> _EXERCISE DATA_:
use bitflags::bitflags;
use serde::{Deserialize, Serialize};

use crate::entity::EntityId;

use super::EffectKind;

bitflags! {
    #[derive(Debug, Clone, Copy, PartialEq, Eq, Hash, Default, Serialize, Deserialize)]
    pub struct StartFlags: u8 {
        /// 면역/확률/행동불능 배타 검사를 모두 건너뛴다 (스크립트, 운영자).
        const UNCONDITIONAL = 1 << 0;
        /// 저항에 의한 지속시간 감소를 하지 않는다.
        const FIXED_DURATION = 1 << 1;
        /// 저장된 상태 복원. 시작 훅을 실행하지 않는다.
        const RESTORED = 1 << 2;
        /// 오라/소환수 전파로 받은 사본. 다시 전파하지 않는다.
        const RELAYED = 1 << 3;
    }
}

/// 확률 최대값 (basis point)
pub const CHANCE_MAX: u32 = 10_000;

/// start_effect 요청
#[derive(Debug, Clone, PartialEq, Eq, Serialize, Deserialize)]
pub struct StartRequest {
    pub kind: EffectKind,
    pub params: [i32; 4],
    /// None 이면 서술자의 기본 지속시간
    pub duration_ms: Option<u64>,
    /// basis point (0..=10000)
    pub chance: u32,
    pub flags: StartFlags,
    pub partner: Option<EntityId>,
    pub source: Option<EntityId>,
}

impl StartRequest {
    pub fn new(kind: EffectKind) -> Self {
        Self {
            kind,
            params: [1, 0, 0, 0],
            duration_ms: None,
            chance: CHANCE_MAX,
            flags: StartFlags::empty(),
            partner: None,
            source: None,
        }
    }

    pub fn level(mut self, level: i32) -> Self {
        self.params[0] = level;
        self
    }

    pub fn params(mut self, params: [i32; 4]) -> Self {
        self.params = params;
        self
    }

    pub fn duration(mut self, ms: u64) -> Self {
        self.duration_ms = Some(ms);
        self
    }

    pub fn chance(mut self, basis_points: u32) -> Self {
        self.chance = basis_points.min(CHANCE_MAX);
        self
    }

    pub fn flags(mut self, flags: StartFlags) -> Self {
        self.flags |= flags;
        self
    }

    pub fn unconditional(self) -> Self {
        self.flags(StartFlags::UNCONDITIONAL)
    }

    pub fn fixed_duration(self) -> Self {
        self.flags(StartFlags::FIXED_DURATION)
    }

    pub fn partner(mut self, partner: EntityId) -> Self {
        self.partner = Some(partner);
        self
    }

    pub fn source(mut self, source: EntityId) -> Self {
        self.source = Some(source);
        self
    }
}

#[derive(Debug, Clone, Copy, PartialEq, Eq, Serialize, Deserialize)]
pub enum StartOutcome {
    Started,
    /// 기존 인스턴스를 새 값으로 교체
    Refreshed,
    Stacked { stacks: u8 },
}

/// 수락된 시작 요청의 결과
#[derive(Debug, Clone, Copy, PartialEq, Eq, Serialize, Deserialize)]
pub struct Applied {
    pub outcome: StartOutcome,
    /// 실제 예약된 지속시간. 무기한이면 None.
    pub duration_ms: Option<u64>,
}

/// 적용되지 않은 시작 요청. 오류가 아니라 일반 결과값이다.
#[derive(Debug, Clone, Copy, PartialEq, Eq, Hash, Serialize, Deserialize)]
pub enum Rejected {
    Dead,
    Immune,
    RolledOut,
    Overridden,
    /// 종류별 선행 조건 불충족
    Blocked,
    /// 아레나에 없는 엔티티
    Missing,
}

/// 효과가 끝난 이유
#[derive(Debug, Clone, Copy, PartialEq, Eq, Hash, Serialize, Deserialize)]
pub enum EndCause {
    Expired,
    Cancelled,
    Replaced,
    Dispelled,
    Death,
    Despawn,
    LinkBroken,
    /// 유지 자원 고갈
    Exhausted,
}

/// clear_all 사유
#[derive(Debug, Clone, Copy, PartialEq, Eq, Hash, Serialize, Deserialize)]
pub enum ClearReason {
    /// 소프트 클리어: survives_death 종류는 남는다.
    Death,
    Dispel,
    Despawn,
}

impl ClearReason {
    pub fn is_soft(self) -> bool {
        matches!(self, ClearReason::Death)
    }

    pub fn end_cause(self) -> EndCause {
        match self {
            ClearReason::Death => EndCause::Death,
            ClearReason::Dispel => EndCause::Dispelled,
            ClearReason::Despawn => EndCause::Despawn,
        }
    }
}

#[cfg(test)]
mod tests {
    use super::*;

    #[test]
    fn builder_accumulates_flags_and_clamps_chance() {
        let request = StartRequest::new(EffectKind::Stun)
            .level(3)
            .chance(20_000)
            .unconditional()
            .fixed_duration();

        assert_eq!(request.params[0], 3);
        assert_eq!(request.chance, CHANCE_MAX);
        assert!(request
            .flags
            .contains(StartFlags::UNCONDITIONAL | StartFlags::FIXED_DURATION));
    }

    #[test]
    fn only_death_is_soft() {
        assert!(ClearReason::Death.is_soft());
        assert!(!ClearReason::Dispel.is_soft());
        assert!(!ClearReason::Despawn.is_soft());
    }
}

* * *

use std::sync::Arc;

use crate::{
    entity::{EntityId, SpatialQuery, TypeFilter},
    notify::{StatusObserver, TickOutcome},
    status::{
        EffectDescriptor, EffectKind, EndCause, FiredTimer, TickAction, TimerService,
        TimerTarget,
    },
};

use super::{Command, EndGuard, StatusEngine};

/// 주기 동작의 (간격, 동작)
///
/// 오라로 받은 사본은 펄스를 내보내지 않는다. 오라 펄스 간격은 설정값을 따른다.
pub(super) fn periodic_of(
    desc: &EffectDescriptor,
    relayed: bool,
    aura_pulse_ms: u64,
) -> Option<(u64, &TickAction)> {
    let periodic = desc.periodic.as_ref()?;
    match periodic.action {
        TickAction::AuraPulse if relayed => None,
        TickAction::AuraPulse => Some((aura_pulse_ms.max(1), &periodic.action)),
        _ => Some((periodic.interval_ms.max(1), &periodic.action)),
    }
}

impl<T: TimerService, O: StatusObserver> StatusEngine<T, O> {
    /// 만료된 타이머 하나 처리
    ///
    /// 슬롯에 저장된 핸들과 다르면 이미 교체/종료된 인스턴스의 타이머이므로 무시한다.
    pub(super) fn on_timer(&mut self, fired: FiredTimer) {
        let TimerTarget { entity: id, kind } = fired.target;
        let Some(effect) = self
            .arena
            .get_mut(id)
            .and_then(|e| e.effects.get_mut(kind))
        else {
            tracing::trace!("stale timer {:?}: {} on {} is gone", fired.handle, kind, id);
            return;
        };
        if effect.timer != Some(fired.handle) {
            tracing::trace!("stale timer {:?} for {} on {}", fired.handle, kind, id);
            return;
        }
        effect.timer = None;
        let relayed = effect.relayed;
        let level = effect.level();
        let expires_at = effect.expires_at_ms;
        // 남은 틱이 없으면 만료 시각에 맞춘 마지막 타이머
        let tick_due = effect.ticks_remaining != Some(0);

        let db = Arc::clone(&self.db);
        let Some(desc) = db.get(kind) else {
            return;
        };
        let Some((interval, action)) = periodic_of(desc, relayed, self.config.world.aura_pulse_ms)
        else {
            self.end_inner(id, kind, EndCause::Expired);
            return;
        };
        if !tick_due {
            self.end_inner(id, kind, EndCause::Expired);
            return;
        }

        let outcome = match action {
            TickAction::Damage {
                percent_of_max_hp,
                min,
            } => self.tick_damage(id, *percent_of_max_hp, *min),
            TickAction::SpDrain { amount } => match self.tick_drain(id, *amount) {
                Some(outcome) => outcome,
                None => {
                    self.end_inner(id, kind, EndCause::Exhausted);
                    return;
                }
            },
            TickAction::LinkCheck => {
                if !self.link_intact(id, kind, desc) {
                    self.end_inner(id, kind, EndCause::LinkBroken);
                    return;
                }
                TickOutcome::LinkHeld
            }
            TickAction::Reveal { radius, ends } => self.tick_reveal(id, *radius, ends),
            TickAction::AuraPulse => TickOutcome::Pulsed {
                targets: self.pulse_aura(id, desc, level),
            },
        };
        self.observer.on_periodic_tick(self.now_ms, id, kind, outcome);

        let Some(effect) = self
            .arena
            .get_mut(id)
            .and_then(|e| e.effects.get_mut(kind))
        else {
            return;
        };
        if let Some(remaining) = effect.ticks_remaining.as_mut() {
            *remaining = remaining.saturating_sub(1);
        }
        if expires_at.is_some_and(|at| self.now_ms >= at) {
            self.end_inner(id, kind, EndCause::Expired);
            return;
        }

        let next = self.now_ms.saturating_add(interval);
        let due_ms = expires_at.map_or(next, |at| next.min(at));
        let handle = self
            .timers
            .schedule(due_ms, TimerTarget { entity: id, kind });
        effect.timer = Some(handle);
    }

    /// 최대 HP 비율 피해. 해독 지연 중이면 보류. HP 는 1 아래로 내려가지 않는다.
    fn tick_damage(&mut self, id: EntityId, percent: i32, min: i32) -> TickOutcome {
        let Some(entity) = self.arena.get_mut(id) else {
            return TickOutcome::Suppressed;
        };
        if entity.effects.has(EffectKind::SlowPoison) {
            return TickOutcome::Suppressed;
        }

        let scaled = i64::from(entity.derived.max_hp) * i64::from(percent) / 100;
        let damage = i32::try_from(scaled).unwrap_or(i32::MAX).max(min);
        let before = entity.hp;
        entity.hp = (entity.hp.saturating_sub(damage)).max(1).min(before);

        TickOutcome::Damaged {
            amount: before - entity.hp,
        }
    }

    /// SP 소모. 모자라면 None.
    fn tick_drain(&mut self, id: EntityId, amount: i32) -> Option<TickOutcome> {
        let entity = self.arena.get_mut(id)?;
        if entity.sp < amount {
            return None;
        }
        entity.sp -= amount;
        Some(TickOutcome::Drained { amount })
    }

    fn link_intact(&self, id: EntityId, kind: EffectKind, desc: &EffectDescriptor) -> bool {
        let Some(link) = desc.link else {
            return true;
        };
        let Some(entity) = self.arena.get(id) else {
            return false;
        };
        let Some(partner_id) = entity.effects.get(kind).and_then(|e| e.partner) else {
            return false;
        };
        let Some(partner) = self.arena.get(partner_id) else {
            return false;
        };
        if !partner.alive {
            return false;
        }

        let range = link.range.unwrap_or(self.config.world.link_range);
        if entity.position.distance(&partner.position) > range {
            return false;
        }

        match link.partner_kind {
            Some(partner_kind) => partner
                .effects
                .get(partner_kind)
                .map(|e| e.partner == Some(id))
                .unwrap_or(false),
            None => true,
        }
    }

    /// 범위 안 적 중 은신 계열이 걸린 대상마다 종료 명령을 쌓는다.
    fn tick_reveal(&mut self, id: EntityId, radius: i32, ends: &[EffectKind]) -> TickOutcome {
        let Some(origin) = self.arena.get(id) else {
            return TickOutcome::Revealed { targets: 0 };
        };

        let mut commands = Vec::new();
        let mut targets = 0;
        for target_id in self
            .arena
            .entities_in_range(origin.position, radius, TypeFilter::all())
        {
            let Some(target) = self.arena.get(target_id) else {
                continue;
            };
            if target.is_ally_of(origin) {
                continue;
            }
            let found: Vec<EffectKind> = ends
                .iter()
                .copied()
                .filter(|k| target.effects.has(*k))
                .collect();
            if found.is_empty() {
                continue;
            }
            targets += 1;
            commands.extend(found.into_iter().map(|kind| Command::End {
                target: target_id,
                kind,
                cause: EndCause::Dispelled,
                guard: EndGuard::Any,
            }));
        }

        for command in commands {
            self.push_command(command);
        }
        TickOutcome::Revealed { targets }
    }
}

> _WORK TO BE COMPLETED_: Gather all lines with the string "AuraPulse" from the data.

> _RESPONSE AREA_:
        TickAction::AuraPulse if relayed => None,
        TickAction::AuraPulse => Some((aura_pulse_ms.max(1), &periodic.action)),
            TickAction::AuraPulse => TickOutcome::Pulsed {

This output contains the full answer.